The aviation industry has started to direct extensive research into future aviation fuels, with early indications pointing to hydrogen being most promising.

On the marine front, except for the electrification underway in the ferry segment, alternative fuels are currently still mainly fossil-based and dominated by liquefied natural gas (LNG). The preferred non-fossil based fuels will be hydrogen and ammonia.

A clear and long-term predictable regulatory framework needs to be established in support of sustainability for investors to make longstanding decisions in the direction of sustainability. An example is the UK’s establishment of net-zero industrial clusters and other initiatives.
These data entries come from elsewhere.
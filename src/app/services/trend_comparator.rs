//! Trend comparison between the two most recent upload summaries
//!
//! For each averaged metric the comparator reports
//! `(latest - previous) / previous * 100`, rounded to two decimal places.
//! A change from zero, or between missing averages, is undefined: it is
//! reported as `None` (serialized as `null`) and rendered as a dash, never
//! as `NaN` or infinity.

use crate::app::models::{Metric, UploadSummary};
use crate::app::services::history_store::HistoryStore;
use crate::constants::{TREND_DECIMAL_PLACES, UNDEFINED_DELTA};
use chrono::{DateTime, Utc};
use serde::Serialize;

/// Change of one averaged metric
#[derive(Debug, Clone, Copy, PartialEq, Serialize)]
pub struct MetricDelta {
    pub metric: Metric,
    pub previous: Option<f64>,
    pub latest: Option<f64>,
    /// Rounded percentage; `None` when undefined
    pub percent_change: Option<f64>,
}

impl MetricDelta {
    fn between(metric: Metric, latest: &UploadSummary, previous: &UploadSummary) -> Self {
        let latest_value = latest.average(metric);
        let previous_value = previous.average(metric);

        let percent_change = match (previous_value, latest_value) {
            (Some(previous), Some(latest)) => percent_change(previous, latest),
            _ => None,
        };

        Self {
            metric,
            previous: previous_value,
            latest: latest_value,
            percent_change,
        }
    }

    /// Percentage for display, or the undefined placeholder
    pub fn render(&self) -> String {
        render_percent(self.percent_change)
    }
}

/// Comparison of the latest summary against the one before it
#[derive(Debug, Clone, PartialEq, Serialize)]
pub struct TrendComparison {
    pub latest_uploaded_at: DateTime<Utc>,
    pub previous_uploaded_at: DateTime<Utc>,
    pub flowrate: MetricDelta,
    pub pressure: MetricDelta,
    pub temperature: MetricDelta,
}

impl TrendComparison {
    /// Delta for one metric
    pub fn delta(&self, metric: Metric) -> &MetricDelta {
        match metric {
            Metric::Flowrate => &self.flowrate,
            Metric::Pressure => &self.pressure,
            Metric::Temperature => &self.temperature,
        }
    }

    /// All deltas in reporting order
    pub fn deltas(&self) -> [&MetricDelta; 3] {
        Metric::ALL.map(|metric| self.delta(metric))
    }
}

/// Compare two summaries
pub fn compare(latest: &UploadSummary, previous: &UploadSummary) -> TrendComparison {
    TrendComparison {
        latest_uploaded_at: latest.uploaded_at,
        previous_uploaded_at: previous.uploaded_at,
        flowrate: MetricDelta::between(Metric::Flowrate, latest, previous),
        pressure: MetricDelta::between(Metric::Pressure, latest, previous),
        temperature: MetricDelta::between(Metric::Temperature, latest, previous),
    }
}

/// Compare the two most recent stored summaries; `None` with fewer than two
pub fn compare_latest(store: &dyn HistoryStore) -> Option<TrendComparison> {
    store
        .latest_pair()
        .map(|(latest, previous)| compare(&latest, &previous))
}

/// Rounded percentage change, `None` when it is not a finite number
pub fn percent_change(previous: f64, latest: f64) -> Option<f64> {
    if previous == 0.0 {
        return None;
    }

    let change = (latest - previous) / previous * 100.0;
    let scale = 10f64.powi(TREND_DECIMAL_PLACES);
    let rounded = (change * scale).round() / scale;

    // Adding zero folds -0.0 into 0.0
    rounded.is_finite().then_some(rounded + 0.0)
}

/// `+12.35%`, `-4.00%` or the undefined placeholder
pub fn render_percent(value: Option<f64>) -> String {
    match value {
        Some(v) => format!("{:+.*}%", TREND_DECIMAL_PLACES as usize, v),
        None => UNDEFINED_DELTA.to_string(),
    }
}
//! Record validation for parsed equipment rows
//!
//! Turns the rows produced by the CSV parser into typed [`EquipmentRecord`]s.
//! Every row that cannot become a record is kept as a [`RejectedRow`] with a
//! reason code; a single bad row never aborts the upload. Only two outcomes
//! are fatal:
//!
//! - every data row was rejected (`Error::NoValidRecords`)
//! - a malformed row was seen while `strict_structure` is enabled
//!   (`Error::MalformedRow`)
//!
//! # Architecture
//!
//! - [`validator`] - RecordValidator and the per-row decision
//! - [`field_parsers`] - Trimming and plain-decimal parsing of single fields
//! - [`stats`] - Row counts and per-reason rejection tallies
//!
//! [`EquipmentRecord`]: crate::app::models::EquipmentRecord
//! [`RejectedRow`]: crate::app::models::RejectedRow

pub mod field_parsers;
pub mod stats;
pub mod validator;

#[cfg(test)]
pub mod tests;

// Re-export main types for easy access
pub use field_parsers::{FieldIssue, parse_plain_decimal};
pub use stats::IngestStats;
pub use validator::{RecordValidator, ValidationResult};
Shareholders and pressure groups need to keep pushing by whatever means to ensure a change to sustainability.


Addiction to fossil fuels is mutually assured destruction.”

The world’s biggest fossil fuel firms are quietly planning scores of “carbon bomb” oil and gas projects that would drive the climate past internationally agreed temperature limits with catastrophic global impacts.” The Guardian

So can oil and gas companies truly transition into sustainable energy companies? It appears to be ‘all smoke and mirrors’.  There is little to no change in US International Oil Companies’ attitude to sustainability, while some European companies are being forced by government regulation, legal action and shareholder pressure to become more sustainable. It’s also  true that these companies are indulging in very serious green-washing, so it’s difficult to know what they are actually doing, and what they just say they are doing. Although there is some evidence that certain National Oil Companies are actually diversifying into sustainable energy, this is not happening to the extent and the speed that is necessary. Not even close.

Their appears to be a total disconnect between what the oil and gas companies are doing and what the International Energy Agency says needs to be done to get to net zero. The long and the short of it is, that these companies can transition, but probably won’t. Certainly not in the very short time that they need to.

“Investing in new fossil fuels infrastructure is moral and economic madness….. Fossil fuel companies and the banks that finance them have humanity by the throat.. António Guterres UN Secretary General

The pursuit of endless GDP growth is pushing the Earth system over critical thresholds of carbon emissions, biodiversity loss and other planetary boundaries. What is needed is Cathedral thinking: the practice of envisaging and embarking on sustainable projects with time horizons stretching decades and even centuries into the future.

Only a crisis — actual or perceived — produces real change Milton Friedman.

The captains of the Very Large Oil Companies (VLOCs) need to start changing direction now.

As things are going, there is no chance of getting to net zero by 2050.